Processing Persimmons

Around this time every year, little orange persimmons start falling from the skies in our side yard. I'm talking about wild persimmons.  I've posted about these before, but perhaps someone's just started following us.  The wild persimmons are a little smaller than a golf ball and a chock-full of big seeds.
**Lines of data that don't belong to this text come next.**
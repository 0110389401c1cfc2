use crate::error::SiglabError;
use serde::{Deserialize, Serialize};

#[derive(Debug, Clone, Serialize, Deserialize)]
#[serde(default)]
pub struct SimulationConfig {
    pub initial_cash: f64,
    /// Proportional commission charged once per completed round trip.
    pub fee: f64,
}

impl Default for SimulationConfig {
    fn default() -> Self {
        Self {
            initial_cash: 1000.0,
            fee: 0.002,
        }
    }
}

impl SimulationConfig {
    pub fn validate(&self) -> Result<(), SiglabError> {
        if self.initial_cash <= 0.0 {
            return Err(SiglabError::Configuration(
                "Initial cash must be positive".to_string(),
            ));
        }
        if !(0.0..1.0).contains(&self.fee) {
            return Err(SiglabError::Configuration(format!(
                "Fee {} must lie in [0, 1)",
                self.fee
            )));
        }
        Ok(())
    }
}

#[derive(Debug, Clone, Serialize, Deserialize)]
#[serde(default)]
pub struct ReportConfig {
    /// Subtracted from the annualized return in the Sharpe numerator.
    pub risk_free_adjustment: f64,
    /// Annualization factor; 252 trading days for daily bars.
    pub periods_per_year: f64,
}

impl Default for ReportConfig {
    fn default() -> Self {
        Self {
            risk_free_adjustment: 0.01,
            periods_per_year: 252.0,
        }
    }
}

impl ReportConfig {
    pub fn validate(&self) -> Result<(), SiglabError> {
        if self.periods_per_year <= 0.0 {
            return Err(SiglabError::Configuration(
                "periods_per_year must be positive".to_string(),
            ));
        }
        Ok(())
    }
}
As a result, most people might not bother with them.

We like to make a persimmon cake with them so we gather them up and package them.  One of Benjamin's chores this time of year is to go pick the freshly fallen persimmons before the birds get them.  Once ripened, they'll fall into the soft grass beneath the trees.  They are very, very sweet.  My neighbor told me in the past he caught a family of raccoons in the tree picking the sweet fruit.
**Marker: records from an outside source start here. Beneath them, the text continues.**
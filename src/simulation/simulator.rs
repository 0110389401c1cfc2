//! Signal-driven position simulation.
//!
//! A prediction observed at bar `t` takes effect at bar `t+1`'s open: decide
//! today, act tomorrow. The position schedule is therefore the signal shifted
//! by one bar, entries and exits fill at the open of the bar where the
//! position flips, and per-bar strategy returns are open-to-open market moves
//! gated by the previous bar's position.

use crate::config::SimulationConfig;
use crate::data::PriceSeries;
use crate::error::{Result, SiglabError};
use crate::types::{EquityCurves, Trade};
use serde::{Deserialize, Serialize};

#[derive(Debug, Clone, PartialEq, Serialize, Deserialize)]
pub struct SimulationResult {
    /// In-position flag per bar (the shifted signal).
    pub position: Vec<bool>,
    /// Open-to-open market return per bar; zero at the first bar.
    pub market_returns: Vec<f64>,
    /// Market return gated by the prior bar's position.
    pub strategy_returns: Vec<f64>,
    /// Strategy returns with the fee charged on exit bars.
    pub strategy_net_returns: Vec<f64>,
    pub equity: EquityCurves,
    /// Completed round trips, ordered by entry. An entry still open at the
    /// end of the data is not a trade.
    pub trades: Vec<Trade>,
}

pub struct PositionSimulator;

impl PositionSimulator {
    pub fn run(
        series: &PriceSeries,
        prediction: &[f64],
        config: &SimulationConfig,
    ) -> Result<SimulationResult> {
        config.validate()?;

        let n = series.len();
        if n == 0 {
            return Err(SiglabError::InsufficientData(
                "Cannot simulate an empty series".to_string(),
            ));
        }
        if prediction.len() != n {
            return Err(SiglabError::Alignment(format!(
                "Prediction length {} does not match {} bars",
                prediction.len(),
                n
            )));
        }

        // Anything but an exact 1.0 vote is flat.
        let signal: Vec<bool> = prediction.iter().map(|&p| p == 1.0).collect();

        let mut position = vec![false; n];
        for t in 1..n {
            position[t] = signal[t - 1];
        }

        let open = series.open();
        let dates = series.dates();

        let mut trades = Vec::new();
        let mut open_entry: Option<usize> = None;
        for t in 1..n {
            if position[t] && !position[t - 1] {
                open_entry = Some(t);
            } else if !position[t] && position[t - 1] {
                if let Some(entry) = open_entry.take() {
                    let gross_return = open[t] / open[entry] - 1.0;
                    trades.push(Trade {
                        entry_bar: entry,
                        exit_bar: t,
                        entry_date: dates[entry],
                        exit_date: dates[t],
                        entry_price: open[entry],
                        exit_price: open[t],
                        gross_return,
                        net_return: gross_return - config.fee,
                    });
                }
            }
        }
        if let Some(entry) = open_entry {
            log::debug!(
                "Position opened at bar {} is still open at the end of the data; not counted",
                entry
            );
        }

        let mut market_returns = vec![0.0; n];
        for t in 1..n {
            market_returns[t] = open[t] / open[t - 1] - 1.0;
        }

        let mut strategy_returns = vec![0.0; n];
        for t in 1..n {
            if position[t - 1] {
                strategy_returns[t] = market_returns[t];
            }
        }

        let mut strategy_net_returns = strategy_returns.clone();
        for trade in &trades {
            strategy_net_returns[trade.exit_bar] -= config.fee;
        }

        let equity = EquityCurves {
            buy_and_hold: compound(&market_returns, config.initial_cash),
            strategy: compound(&strategy_returns, config.initial_cash),
            strategy_net: compound(&strategy_net_returns, config.initial_cash),
        };

        Ok(SimulationResult {
            position,
            market_returns,
            strategy_returns,
            strategy_net_returns,
            equity,
            trades,
        })
    }
}

fn compound(returns: &[f64], cash: f64) -> Vec<f64> {
    let mut wealth = Vec::with_capacity(returns.len());
    let mut value = cash;
    for r in returns {
        value *= 1.0 + r;
        wealth.push(value);
    }
    wealth
}

#[cfg(test)]
mod tests {
    use super::*;
    use approx::assert_relative_eq;
    use chrono::NaiveDate;

    fn series(open: &[f64]) -> PriceSeries {
        let dates = (0..open.len())
            .map(|i| {
                NaiveDate::from_ymd_opt(2024, 1, 1).unwrap() + chrono::Duration::days(i as i64)
            })
            .collect();
        let close = open.to_vec();
        PriceSeries::new(
            dates,
            open.to_vec(),
            open.to_vec(),
            open.to_vec(),
            close,
            None,
        )
        .unwrap()
    }

    fn no_fee() -> SimulationConfig {
        SimulationConfig {
            initial_cash: 1000.0,
            fee: 0.0,
        }
    }

    #[test]
    fn one_round_trip() {
        let s = series(&[100.0, 102.0, 101.0, 105.0, 107.0]);
        let prediction = [1.0, 1.0, 0.0, 0.0, 0.0];
        let result = PositionSimulator::run(&s, &prediction, &no_fee()).unwrap();

        assert_eq!(result.position, vec![false, true, true, false, false]);
        assert_eq!(result.trades.len(), 1);

        let trade = &result.trades[0];
        assert_eq!(trade.entry_bar, 1);
        assert_eq!(trade.exit_bar, 3);
        assert_eq!(trade.entry_price, 102.0);
        assert_eq!(trade.exit_price, 105.0);
        assert_relative_eq!(trade.gross_return, 105.0 / 102.0 - 1.0, epsilon = 1e-12);

        // Compounded strategy equity ends at the same ratio as the trade.
        let final_equity = *result.equity.strategy.last().unwrap();
        assert_relative_eq!(final_equity, 1000.0 * (105.0 / 102.0), epsilon = 1e-9);
    }

    #[test]
    fn all_zero_signal_is_flat() {
        let s = series(&[100.0, 102.0, 101.0, 105.0, 107.0]);
        let prediction = [0.0; 5];
        let result = PositionSimulator::run(&s, &prediction, &no_fee()).unwrap();

        assert!(result.trades.is_empty());
        assert!(result.position.iter().all(|p| !p));
        assert!(result
            .equity
            .strategy_net
            .iter()
            .all(|&e| (e - 1000.0).abs() < 1e-12));
    }

    #[test]
    fn dangling_entry_is_not_a_trade() {
        let s = series(&[100.0, 102.0, 104.0, 106.0]);
        let prediction = [1.0, 1.0, 1.0, 1.0];
        let result = PositionSimulator::run(&s, &prediction, &no_fee()).unwrap();

        assert!(result.trades.is_empty());
        // Still earns per-bar returns while holding.
        assert!(result.strategy_returns[2] > 0.0);
    }

    #[test]
    fn fee_charged_once_per_round_trip() {
        let s = series(&[100.0, 102.0, 101.0, 105.0, 107.0]);
        let prediction = [1.0, 1.0, 0.0, 0.0, 0.0];
        let config = SimulationConfig {
            initial_cash: 1000.0,
            fee: 0.002,
        };
        let result = PositionSimulator::run(&s, &prediction, &config).unwrap();

        let trade = &result.trades[0];
        assert_relative_eq!(
            trade.net_return,
            trade.gross_return - 0.002,
            epsilon = 1e-12
        );

        // Net bar return differs from gross only on the exit bar.
        for t in 0..s.len() {
            let expected = if t == trade.exit_bar {
                result.strategy_returns[t] - 0.002
            } else {
                result.strategy_returns[t]
            };
            assert_relative_eq!(result.strategy_net_returns[t], expected, epsilon = 1e-12);
        }
    }

    #[test]
    fn trade_count_matches_exit_count() {
        let s = series(&[100.0, 101.0, 102.0, 103.0, 104.0, 105.0, 106.0, 107.0]);
        let prediction = [1.0, 0.0, 1.0, 1.0, 0.0, 1.0, 0.0, 1.0];
        let result = PositionSimulator::run(&s, &prediction, &no_fee()).unwrap();

        let exits = (1..s.len())
            .filter(|&t| !result.position[t] && result.position[t - 1])
            .count();
        assert_eq!(result.trades.len(), exits);
        for trade in &result.trades {
            assert!(trade.exit_bar > trade.entry_bar);
            assert!(trade.exit_date > trade.entry_date);
        }
    }

    #[test]
    fn non_unit_votes_stay_flat() {
        let s = series(&[100.0, 102.0, 104.0, 106.0]);
        let prediction = [0.7, 0.9, 0.7, 0.9];
        let result = PositionSimulator::run(&s, &prediction, &no_fee()).unwrap();
        assert!(result.position.iter().all(|p| !p));
        assert!(result.trades.is_empty());
    }

    #[test]
    fn misaligned_prediction_is_an_error() {
        let s = series(&[100.0, 102.0, 104.0]);
        let prediction = [1.0, 0.0];
        assert!(matches!(
            PositionSimulator::run(&s, &prediction, &no_fee()),
            Err(SiglabError::Alignment(_))
        ));
    }

    #[test]
    fn runs_are_idempotent() {
        let s = series(&[100.0, 102.0, 101.0, 105.0, 107.0, 103.0]);
        let prediction = [1.0, 0.0, 1.0, 1.0, 0.0, 1.0];
        let a = PositionSimulator::run(&s, &prediction, &no_fee()).unwrap();
        let b = PositionSimulator::run(&s, &prediction, &no_fee()).unwrap();
        assert_eq!(a, b);
    }

    #[test]
    fn buy_and_hold_tracks_the_market() {
        let s = series(&[100.0, 110.0, 99.0]);
        let prediction = [0.0, 0.0, 0.0];
        let result = PositionSimulator::run(&s, &prediction, &no_fee()).unwrap();
        assert_relative_eq!(result.equity.buy_and_hold[0], 1000.0, epsilon = 1e-12);
        assert_relative_eq!(result.equity.buy_and_hold[1], 1100.0, epsilon = 1e-9);
        assert_relative_eq!(result.equity.buy_and_hold[2], 990.0, epsilon = 1e-9);
    }
}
Wild Persimmon that just hit the ground
He'll pluck the cap off of them and bring them inside, dumping them into a colander, and wash them off.  The fruit sometimes will burst and the inside of the fruit is very sticky.  Little pieces of grass will stick to the fruit, so we wash all of that off.

One day's harvest
We'll batch process them by putting a few of them in a fine-meshed sieve placed over a measuring cup and use a wooden spoon to mash the fruit, pushing the sticky pureed fruit through the sieve and into the measuring cup.  You can see that the sieve holds the seeds and skin back.  We'll scoop all that into the compost bucket.

The sieve stops the seeds from going through
Here's the bottom of the sieve.  Noting but sticky sweet fruit dripping into the measuring cup.

Pureed Persimmon
After a short task of hand-processing, this is what is left - seedless persimmon puree.  We'll do this every day for a week or so while the fruit from our tree is falling.  


Now as discussed, we used this to make a delicious cake.  The recipe for persimmon cake calls for 1 and 1/2 cups of persimmon puree, so we'll freeze individual packages containing that amount and stack them in the freezer flat like below.  Once frozen we'll move them to the freezer outside.  We can look in the freezer and determine how many cakes we'll be looking forward to!